In addition, in the case of joint learning, considering privacy protection, non-visual or visual medical images can be de-identified before selecting labels, thereby removing any identifiers (such as but not limited to name, address, date of birth, hospitalization date, discharge date, date of death, telephone number, fax number, email address, social security number, medical record number, health insurance card number, ID number, driver's license number, license plate number, medical material product number, personal URL address, personal IP address, biometric data, full face image or other) that may reveal the identity of the individual who contributed the medical image.

It should be noted that the training data selection rules of the machine learning model can have more or fewer rules, and the requirements described are only for example and should not limit the scope of this disclosure.

In the embodiments described herein, FIGS. 12A-1 to 12D-3 and FIGS. 13A to 13G-2 illustrate the process of marking training data, wherein FIGS. 12A-1 to 12D-3 illustrate the process of manually marking the pericardium from a medical image of a specific individual, and FIGS. 13A to 13G-2 illustrate the process of manually marking the aorta from a medical image of a specific individual.

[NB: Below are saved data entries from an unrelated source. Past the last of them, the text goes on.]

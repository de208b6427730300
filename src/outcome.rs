//! Per-request result slots.

use crate::error::{FailureKind, LensCoachError};
use serde::Serialize;

/// Message shown when camera settings could not be generated.
pub const SETTINGS_FAILURE_MESSAGE: &str = "Failed to generate camera settings. Please try again.";

/// Why a request failed, as shown to the user.
#[derive(Debug, Clone, PartialEq, Eq, Serialize)]
pub struct FailureReason {
    /// Failure category.
    pub kind: FailureKind,
    /// User-facing message.
    pub message: String,
}

impl FailureReason {
    /// Normalizes a settings error. The underlying cause is not carried.
    pub fn settings(err: &LensCoachError) -> Self {
        Self {
            kind: err.failure_kind(),
            message: SETTINGS_FAILURE_MESSAGE.to_string(),
        }
    }
}

/// State of one asynchronous request.
#[derive(Debug, Clone, PartialEq, Eq, Serialize)]
#[serde(tag = "state", content = "value", rename_all = "snake_case")]
pub enum RequestOutcome<T> {
    /// Request in flight.
    Pending,
    /// Request completed.
    Success(T),
    /// Request failed.
    Failure(FailureReason),
}

impl<T> RequestOutcome<T> {
    /// Returns true while the request is in flight.
    pub fn is_pending(&self) -> bool {
        matches!(self, Self::Pending)
    }

    /// The successful value, if any.
    pub fn success(&self) -> Option<&T> {
        match self {
            Self::Success(value) => Some(value),
            _ => None,
        }
    }

    /// The failure, if any.
    pub fn failure(&self) -> Option<&FailureReason> {
        match self {
            Self::Failure(reason) => Some(reason),
            _ => None,
        }
    }
}

#[cfg(test)]
mod tests {
    use super::*;

    #[test]
    fn test_settings_failure_hides_cause() {
        let reason = FailureReason::settings(&LensCoachError::Auth("key AIza... rejected".into()));
        assert_eq!(reason.kind, FailureKind::ProviderCommunication);
        assert_eq!(reason.message, SETTINGS_FAILURE_MESSAGE);

        let reason = FailureReason::settings(&LensCoachError::InvalidResponseShape {
            missing: vec!["iso"],
        });
        assert_eq!(reason.kind, FailureKind::InvalidResponseShape);
    }

    #[test]
    fn test_accessors() {
        let pending: RequestOutcome<u8> = RequestOutcome::Pending;
        assert!(pending.is_pending());
        assert_eq!(pending.success(), None);

        let done = RequestOutcome::Success(3u8);
        assert!(!done.is_pending());
        assert_eq!(done.success(), Some(&3));
    }

    #[test]
    fn test_serialize_tagged() {
        let outcome: RequestOutcome<Vec<u8>> = RequestOutcome::Success(vec![]);
        assert_eq!(
            serde_json::to_value(&outcome).unwrap(),
            serde_json::json!({ "state": "success", "value": [] })
        );
        let pending: RequestOutcome<Vec<u8>> = RequestOutcome::Pending;
        assert_eq!(
            serde_json::to_value(&pending).unwrap(),
            serde_json::json!({ "state": "pending" })
        );
    }
}
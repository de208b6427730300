//! API key and camera-model input handling.
//!
//! Both fields validate on every input change and expose a human-readable
//! message while the value is malformed. Malformed values never leave this
//! module: [`CredentialForm::credential`] and [`CameraModelInput::model`]
//! return `None` for them.

use crate::types::ProviderKind;

/// Shown when the key field is empty.
pub const KEY_REQUIRED: &str = "API key is required.";
/// Shown for a malformed Google key.
pub const INVALID_GOOGLE_KEY: &str = "Invalid Google Gemini API key format.";
/// Shown for a malformed OpenAI key.
pub const INVALID_OPENAI_KEY: &str = "Invalid OpenAI API key format.";
/// Shown for a malformed camera model.
pub const INVALID_MODEL: &str = "Invalid format. Use letters and numbers (e.g., A7 IV, R5).";

/// A validated API key bound to its provider.
#[derive(Clone, PartialEq, Eq)]
pub struct Credential {
    provider: ProviderKind,
    value: String,
}

impl Credential {
    /// Validates `value` for `provider`.
    pub fn new(provider: ProviderKind, value: impl Into<String>) -> Option<Self> {
        let value = value.into().trim().to_string();
        validate_api_key(provider, &value).is_none().then_some(Self { provider, value })
    }

    /// Provider this key belongs to.
    pub fn provider(&self) -> ProviderKind {
        self.provider
    }

    /// The raw key.
    pub fn expose(&self) -> &str {
        &self.value
    }
}

impl std::fmt::Debug for Credential {
    fn fmt(&self, f: &mut std::fmt::Formatter<'_>) -> std::fmt::Result {
        f.debug_struct("Credential")
            .field("provider", &self.provider)
            .field("value", &"[REDACTED]")
            .finish()
    }
}

/// Checks an API key against the provider's key format.
///
/// Returns the message to show, or `None` when the key is well formed.
pub fn validate_api_key(provider: ProviderKind, value: &str) -> Option<&'static str> {
    if value.is_empty() {
        return Some(KEY_REQUIRED);
    }
    match provider {
        ProviderKind::Google => {
            // AIza + 30 or more of [0-9A-Za-z_-]
            let valid = value.strip_prefix("AIza").is_some_and(|rest| {
                rest.len() >= 30
                    && rest
                        .chars()
                        .all(|c| c.is_ascii_alphanumeric() || c == '-' || c == '_')
            });
            (!valid).then_some(INVALID_GOOGLE_KEY)
        }
        ProviderKind::OpenAi => {
            // sk- + 20 to 300 of [A-Za-z0-9-]
            let valid = value.strip_prefix("sk-").is_some_and(|rest| {
                (20..=300).contains(&rest.len())
                    && rest.chars().all(|c| c.is_ascii_alphanumeric() || c == '-')
            });
            (!valid).then_some(INVALID_OPENAI_KEY)
        }
    }
}

/// Checks a camera model name.
///
/// Valid models are 2-20 characters of letters, digits, whitespace and
/// hyphens, with at least one letter and one digit. An empty value is
/// valid (no model given).
pub fn validate_camera_model(value: &str) -> Option<&'static str> {
    if value.is_empty() {
        return None;
    }
    let len = value.chars().count();
    let allowed = value
        .chars()
        .all(|c| c.is_ascii_alphanumeric() || c.is_whitespace() || c == '-');
    let has_letter = value.chars().any(|c| c.is_ascii_alphabetic());
    let has_digit = value.chars().any(|c| c.is_ascii_digit());

    if (2..=20).contains(&len) && allowed && has_letter && has_digit {
        None
    } else {
        Some(INVALID_MODEL)
    }
}

/// Provider selector plus API key field.
#[derive(Debug, Clone, Default)]
pub struct CredentialForm {
    provider: ProviderKind,
    value: String,
    error: Option<&'static str>,
    saved: bool,
}

impl CredentialForm {
    /// Creates an empty form for `provider`.
    pub fn new(provider: ProviderKind) -> Self {
        Self {
            provider,
            ..Self::default()
        }
    }

    /// Switches provider and resets the key, its message and the saved flag.
    pub fn select_provider(&mut self, provider: ProviderKind) {
        self.provider = provider;
        self.value.clear();
        self.error = None;
        self.saved = false;
    }

    /// Stores trimmed input and re-validates it.
    pub fn set_input(&mut self, raw: &str) {
        self.value = raw.trim().to_string();
        self.error = validate_api_key(self.provider, &self.value);
        self.saved = false;
    }

    /// Marks the key saved if it is present and valid. Otherwise a no-op.
    pub fn save(&mut self) -> bool {
        if self.error.is_none() && !self.value.is_empty() {
            self.saved = true;
        }
        self.saved
    }

    /// Currently selected provider.
    pub fn provider(&self) -> ProviderKind {
        self.provider
    }

    /// Current (trimmed) input.
    pub fn value(&self) -> &str {
        &self.value
    }

    /// Current validation message.
    pub fn error(&self) -> Option<&'static str> {
        self.error
    }

    /// Whether the key has been saved since the last edit.
    pub fn is_saved(&self) -> bool {
        self.saved
    }

    /// The key, if one has been entered and is well formed.
    pub fn credential(&self) -> Option<Credential> {
        if self.error.is_some() || self.value.is_empty() {
            return None;
        }
        Some(Credential {
            provider: self.provider,
            value: self.value.clone(),
        })
    }
}

/// Free-text camera model field.
#[derive(Debug, Clone, Default)]
pub struct CameraModelInput {
    value: String,
    error: Option<&'static str>,
}

impl CameraModelInput {
    /// Stores the raw value and re-validates it.
    pub fn set_input(&mut self, raw: &str) {
        self.value = raw.to_string();
        self.error = validate_camera_model(&self.value);
    }

    /// Current raw input.
    pub fn value(&self) -> &str {
        &self.value
    }

    /// Current validation message.
    pub fn error(&self) -> Option<&'static str> {
        self.error
    }

    /// The model to send to the provider, if given and valid.
    pub fn model(&self) -> Option<String> {
        let trimmed = self.value.trim();
        (self.error.is_none() && !trimmed.is_empty()).then(|| trimmed.to_string())
    }
}

#[cfg(test)]
mod tests {
    use super::*;

    const GOOGLE_KEY: &str = "AIzaSyA1234567890abcdefghijklmnopqrs";
    const OPENAI_KEY: &str = "sk-proj-abcdefghijklmnopqrstuvwxyz0123";

    #[test]
    fn test_google_key_format() {
        assert_eq!(validate_api_key(ProviderKind::Google, GOOGLE_KEY), None);
        assert_eq!(
            validate_api_key(ProviderKind::Google, &format!("AIza{}", "_-".repeat(15))),
            None
        );
        // 29 characters after the prefix
        assert_eq!(
            validate_api_key(ProviderKind::Google, &format!("AIza{}", "a".repeat(29))),
            Some(INVALID_GOOGLE_KEY)
        );
        assert_eq!(
            validate_api_key(ProviderKind::Google, "BIzaSyA1234567890abcdefghijklmnopqrs"),
            Some(INVALID_GOOGLE_KEY)
        );
        assert_eq!(
            validate_api_key(ProviderKind::Google, "AIzaSyA1234567890abcdefghijklmnop.rs"),
            Some(INVALID_GOOGLE_KEY)
        );
        assert_eq!(validate_api_key(ProviderKind::Google, OPENAI_KEY), Some(INVALID_GOOGLE_KEY));
    }

    #[test]
    fn test_openai_key_format() {
        assert_eq!(validate_api_key(ProviderKind::OpenAi, OPENAI_KEY), None);
        assert_eq!(
            validate_api_key(ProviderKind::OpenAi, &format!("sk-{}", "a".repeat(19))),
            Some(INVALID_OPENAI_KEY)
        );
        assert_eq!(
            validate_api_key(ProviderKind::OpenAi, &format!("sk-{}", "a".repeat(300))),
            None
        );
        assert_eq!(
            validate_api_key(ProviderKind::OpenAi, &format!("sk-{}", "a".repeat(301))),
            Some(INVALID_OPENAI_KEY)
        );
        // underscores are not part of the OpenAI alphabet
        assert_eq!(
            validate_api_key(ProviderKind::OpenAi, "sk-abcdefghij_klmnopqrstuvwxyz"),
            Some(INVALID_OPENAI_KEY)
        );
        assert_eq!(validate_api_key(ProviderKind::OpenAi, GOOGLE_KEY), Some(INVALID_OPENAI_KEY));
    }

    #[test]
    fn test_empty_key_is_required() {
        let mut form = CredentialForm::new(ProviderKind::Google);
        form.set_input("   ");
        assert_eq!(form.value(), "");
        assert_eq!(form.error(), Some(KEY_REQUIRED));
        assert!(form.credential().is_none());
    }

    #[test]
    fn test_input_is_trimmed() {
        let mut form = CredentialForm::new(ProviderKind::OpenAi);
        form.set_input(&format!("  {OPENAI_KEY}\n"));
        assert_eq!(form.value(), OPENAI_KEY);
        assert_eq!(form.error(), None);
        assert_eq!(form.credential().unwrap().expose(), OPENAI_KEY);
    }

    #[test]
    fn test_switching_provider_clears_state() {
        let mut form = CredentialForm::new(ProviderKind::Google);
        form.set_input(GOOGLE_KEY);
        assert!(form.save());

        form.select_provider(ProviderKind::OpenAi);
        assert_eq!(form.provider(), ProviderKind::OpenAi);
        assert_eq!(form.value(), "");
        assert_eq!(form.error(), None);
        assert!(!form.is_saved());

        form.set_input("garbage");
        assert!(form.error().is_some());
        form.select_provider(ProviderKind::Google);
        assert_eq!(form.error(), None);
        assert_eq!(form.value(), "");
    }

    #[test]
    fn test_save_requires_valid_key() {
        let mut form = CredentialForm::new(ProviderKind::Google);
        assert!(!form.save());

        form.set_input("AIzaShort");
        assert!(!form.save());
        assert!(!form.is_saved());
    }

    #[test]
    fn test_save_is_idempotent() {
        let mut form = CredentialForm::new(ProviderKind::Google);
        form.set_input(GOOGLE_KEY);
        assert!(form.save());
        assert!(form.save());
        assert!(form.is_saved());

        // any keystroke clears the saved flag
        form.set_input(GOOGLE_KEY);
        assert!(!form.is_saved());
    }

    #[test]
    fn test_credential_debug_redacts() {
        let credential = Credential::new(ProviderKind::Google, GOOGLE_KEY).unwrap();
        let debug = format!("{credential:?}");
        assert!(!debug.contains(GOOGLE_KEY));
        assert!(debug.contains("REDACTED"));
        assert!(Credential::new(ProviderKind::OpenAi, GOOGLE_KEY).is_none());
    }

    #[test]
    fn test_camera_model_validation() {
        assert_eq!(validate_camera_model("A7 IV"), None);
        assert_eq!(validate_camera_model("R5"), None);
        assert_eq!(validate_camera_model("Z6-II"), None);
        assert_eq!(validate_camera_model(""), None);
        assert_eq!(validate_camera_model("abc"), Some(INVALID_MODEL));
        assert_eq!(validate_camera_model("12"), Some(INVALID_MODEL));
        assert_eq!(validate_camera_model("R"), Some(INVALID_MODEL));
        assert_eq!(validate_camera_model("EOS R5/R6"), Some(INVALID_MODEL));
        assert_eq!(
            validate_camera_model("A1 with a very long name"),
            Some(INVALID_MODEL)
        );
    }

    #[test]
    fn test_camera_model_input() {
        let mut input = CameraModelInput::default();
        assert_eq!(input.model(), None);

        input.set_input("abc");
        assert_eq!(input.error(), Some(INVALID_MODEL));
        assert_eq!(input.model(), None);

        input.set_input("A7 IV");
        assert_eq!(input.error(), None);
        assert_eq!(input.model().as_deref(), Some("A7 IV"));

        input.set_input("");
        assert_eq!(input.error(), None);
        assert_eq!(input.model(), None);
    }
}
#[cfg(test)]
mod tests {
    use super::*;
    use crate::catalog::find_scene;
    use crate::error::{FailureKind, LensCoachError, Result};
    use crate::outcome::SETTINGS_FAILURE_MESSAGE;
    use crate::schema::{parse_settings, tests::sample_json};
    use crate::types::{ExampleImage, ImageFormat};
    use async_trait::async_trait;
    use tokio::sync::Notify;

    const GOOGLE_KEY: &str = "AIzaSyA1234567890abcdefghijklmnopqrs";
    const GATED: &str = "Night Sky";

    /// Provider that answers from memory. Requests for the gated scene wait
    /// on the matching `Notify` before answering.
    #[derive(Default)]
    struct FakeProvider {
        settings_gate: Option<Arc<Notify>>,
        images_gate: Option<Arc<Notify>>,
        fail_settings: bool,
        queries: Mutex<Vec<CameraQuery>>,
    }

    #[async_trait]
    impl PhotoProvider for FakeProvider {
        async fn generate_settings(&self, query: &CameraQuery) -> Result<CameraSettings> {
            self.queries.lock().unwrap().push(query.clone());
            if let (Some(gate), GATED) = (&self.settings_gate, query.scene_name.as_str()) {
                gate.notified().await;
            }
            if self.fail_settings {
                return Err(LensCoachError::InvalidResponseShape {
                    missing: vec!["iso"],
                });
            }
            let mut settings = parse_settings(&sample_json().to_string())?;
            settings.general_tip = query.scene_name.clone();
            Ok(settings)
        }

        async fn request_images(&self, scene_name: &str) -> Result<ImageSequence> {
            if let (Some(gate), GATED) = (&self.images_gate, scene_name) {
                gate.notified().await;
            }
            (0..4)
                .map(|_| ExampleImage::from_base64("AQID", ImageFormat::Png, ProviderKind::Google))
                .collect()
        }

        fn kind(&self) -> ProviderKind {
            ProviderKind::Google
        }

        async fn health_check(&self) -> Result<()> {
            Ok(())
        }
    }

    struct FakeFactory(Arc<FakeProvider>);

    impl ProviderFactory for FakeFactory {
        fn connect(&self, _config: &ProviderConfig) -> Result<Arc<dyn PhotoProvider>> {
            Ok(self.0.clone())
        }
    }

    fn session_with(provider: FakeProvider) -> (Session, Arc<FakeProvider>) {
        let provider = Arc::new(provider);
        let session = Session::new(Arc::new(FakeFactory(provider.clone())));
        (session, provider)
    }

    fn scene(key: &str) -> &'static Scene {
        find_scene(key).unwrap()
    }

    async fn wait_until(session: &Session, done: impl Fn(&SessionSnapshot) -> bool) {
        tokio::time::timeout(Duration::from_secs(5), async {
            while !done(&session.snapshot()) {
                tokio::time::sleep(Duration::from_millis(5)).await;
            }
        })
        .await
        .expect("condition not reached");
    }

    #[test]
    fn test_initial_snapshot() {
        let snap = Session::default().snapshot();
        assert_eq!(snap.provider, ProviderKind::Google);
        assert_eq!(snap.brand, Brand::Any);
        assert!(!snap.panel_open);
        assert_eq!(snap.generation, 0);
        assert!(snap.settings.is_none());
        assert!(snap.images.is_none());
    }

    #[test]
    fn test_input_operations() {
        let session = Session::default();
        session.set_credential_input("not-a-key");
        assert!(session.snapshot().credential_error.is_some());
        assert!(!session.save_credential());

        session.set_credential_input(GOOGLE_KEY);
        assert!(session.save_credential());
        assert!(session.snapshot().credential_saved);

        session.select_provider(ProviderKind::OpenAi);
        let snap = session.snapshot();
        assert_eq!(snap.provider, ProviderKind::OpenAi);
        assert!(!snap.credential_saved);
        assert_eq!(snap.credential_error, None);

        session.set_model_input("abc");
        assert!(session.snapshot().model_error.is_some());
        session.set_brand(Brand::Fujifilm);
        assert_eq!(session.snapshot().brand, Brand::Fujifilm);
    }

    #[tokio::test]
    async fn test_night_sky_selection_resolves_both_slots() {
        let (session, provider) = session_with(FakeProvider::default());
        session.set_brand(Brand::Canon);
        session.set_model_input("R5");
        session.toggle_explanations();

        let pending = session.select_scene(scene("night_sky_astrophotography")).unwrap();
        let snap = session.snapshot();
        assert!(snap.panel_open);
        assert!(!snap.explanations_open);
        assert_eq!(snap.selected_scene.map(|s| s.name), Some("Night Sky"));
        assert!(snap.settings.as_ref().is_some_and(RequestOutcome::is_pending));

        pending.settled().await;
        let snap = session.snapshot();
        let settings = snap.settings.as_ref().and_then(RequestOutcome::success).unwrap();
        assert!(!settings.aperture.is_empty());
        assert!(!settings.lens_recommendation.is_empty());
        let images = snap.images.as_ref().and_then(RequestOutcome::success).unwrap();
        assert_eq!(images.len(), 4);

        let queries = provider.queries.lock().unwrap();
        assert_eq!(queries[0].brand, Brand::Canon);
        assert_eq!(queries[0].model.as_deref(), Some("R5"));
    }

    #[tokio::test]
    async fn test_invalid_model_is_not_sent() {
        let (session, provider) = session_with(FakeProvider::default());
        session.set_model_input("12");
        session.select_scene(scene("Fireworks")).unwrap().settled().await;
        assert_eq!(provider.queries.lock().unwrap()[0].model, None);
    }

    #[tokio::test]
    async fn test_settings_failure_is_recorded() {
        let (session, _) = session_with(FakeProvider {
            fail_settings: true,
            ..FakeProvider::default()
        });
        session.select_scene(scene("Fireworks")).unwrap().settled().await;

        let snap = session.snapshot();
        let reason = snap.settings.as_ref().and_then(RequestOutcome::failure).unwrap();
        assert_eq!(reason.kind, FailureKind::InvalidResponseShape);
        assert_eq!(reason.message, SETTINGS_FAILURE_MESSAGE);
        assert_eq!(
            snap.images.as_ref().and_then(RequestOutcome::success).map(Vec::len),
            Some(4)
        );
    }

    #[tokio::test]
    async fn test_missing_credential_fails_settings_and_empties_images() {
        let session = Session::default();
        session.select_scene(scene("night_sky_astrophotography")).unwrap().settled().await;

        let snap = session.snapshot();
        let reason = snap.settings.as_ref().and_then(RequestOutcome::failure).unwrap();
        assert_eq!(reason.kind, FailureKind::ProviderCommunication);
        assert_eq!(
            snap.images.as_ref().and_then(RequestOutcome::success).map(Vec::len),
            Some(0)
        );
    }

    #[tokio::test]
    async fn test_reselection_blocked_while_both_pending() {
        let settings_gate = Arc::new(Notify::new());
        let images_gate = Arc::new(Notify::new());
        let (session, _) = session_with(FakeProvider {
            settings_gate: Some(settings_gate.clone()),
            images_gate: Some(images_gate.clone()),
            ..FakeProvider::default()
        });

        let first = session.select_scene(scene(GATED)).unwrap();
        assert!(session.select_scene(scene("Fireworks")).is_none());
        assert_eq!(session.snapshot().generation, 1);

        images_gate.notify_one();
        wait_until(&session, |s| {
            s.images.as_ref().is_some_and(|i| !i.is_pending())
        })
        .await;

        let second = session.select_scene(scene("Fireworks")).unwrap();
        assert_eq!(second.generation(), 2);
        second.settled().await;

        settings_gate.notify_one();
        first.settled().await;
    }

    #[tokio::test]
    async fn test_stale_completion_is_dropped() {
        let settings_gate = Arc::new(Notify::new());
        let (session, _) = session_with(FakeProvider {
            settings_gate: Some(settings_gate.clone()),
            ..FakeProvider::default()
        });

        let first = session.select_scene(scene(GATED)).unwrap();
        wait_until(&session, |s| {
            s.images.as_ref().is_some_and(|i| !i.is_pending())
        })
        .await;

        let second = session.select_scene(scene("Fireworks")).unwrap();
        second.settled().await;
        assert_eq!(
            session
                .snapshot()
                .settings
                .as_ref()
                .and_then(RequestOutcome::success)
                .map(|s| s.general_tip.clone()),
            Some("Fireworks".to_string())
        );

        settings_gate.notify_one();
        first.settled().await;

        let snap = session.snapshot();
        assert_eq!(snap.generation, 2);
        assert_eq!(snap.selected_scene.map(|s| s.name), Some("Fireworks"));
        assert_eq!(
            snap.settings
                .as_ref()
                .and_then(RequestOutcome::success)
                .map(|s| s.general_tip.as_str()),
            Some("Fireworks")
        );
    }

    #[tokio::test]
    async fn test_close_panel_keeps_results() {
        let (session, _) = session_with(FakeProvider::default());
        session.select_scene(scene("Fireworks")).unwrap().settled().await;
        session.close_panel();
        let snap = session.snapshot();
        assert!(!snap.panel_open);
        assert!(snap.settings.is_some());
    }
}
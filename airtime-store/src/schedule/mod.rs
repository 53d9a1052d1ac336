//! Schedule persistence and the equivalence-aware read model

mod block_updater;
mod equivalent;
mod equivalent_store;
mod store;

pub use block_updater::{update_blocks, ScheduleBlocksUpdate};
pub use equivalent::{
    EquivalentChannelSchedule, EquivalentSchedule, EquivalentScheduleEntry,
};
pub use equivalent_store::{EquivalentScheduleStore, SqliteEquivalentScheduleStore};
pub use store::{ScheduleStore, SqliteScheduleStore};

In the case of manually marking the pericardium of a particular individual from medical images, the process begins by drawing the upper edge of the heart starting from the starting point 121 of the pulmonary trunk at the bottom of the right ventricle. Figures 12A-1 to 12A-3 show the location of the starting point 121 for drawing the upper edge of the pericardium as observed from the horizontal plane (Figure 12A-1), sagittal plane (Figure 12A-2), and coronal plane (Figure 12A-3) of the individual, respectively, where the area of the upper edge observed at the starting point 121 in the horizontal plane (Figure 12A-1) is then circled. At this stage, care should be taken not to include the esophagus in the area of the upper edge of the pericardium.

The process then continues with drawing the inferior margin of the pericardium ending at the apex 122 of the heart. Figures 12B-1 to 12B-3 show the location of the apex 122 used to draw the inferior margin of the heart as viewed from the horizontal plane (Figure 12B-1), sagittal plane (Figure 12B-2), and coronal plane (Figure 12B-3) of the individual, respectively, where the inferior margin area observed at the apex 122 in the horizontal plane (Figure 12B-1) is then circled. At this stage, care should be taken not to include the liver in the inferior margin area of the pericardium.

Next, the process is completed by drawing the heart border along the pericardium 123 of the heart (connecting the upper and lower edges). Figures 12C-1 to 12C-3 show the location of the pericardium 123 drawn from the horizontal plane (Figure 12C-1), sagittal plane (Figure 12C-2), and coronal plane (Figure 12C-3) of the target, respectively. At this stage, care should be taken not to include the sternum in the area of the heart border.

Figures 12D-1 to 12D-3 show examples of an individual's heart and pericardium after labeling, with the circled area of the heart displayed in the individual's horizontal plane (Figure 12D-1), sagittal plane (Figure 12D-2), and coronal plane (Figure 12D-3). From here, a smoothing function can be additionally applied to balance the roughness of the circled area before using it as training data.

In the case of manually marking the aorta of a particular individual from imaging, the process begins by determining the reference point F2 of the aorta where it intersects the capitulum brachial artery. Figure 13A shows the location of reference point F2 as viewed from the sagittal plane of the individual.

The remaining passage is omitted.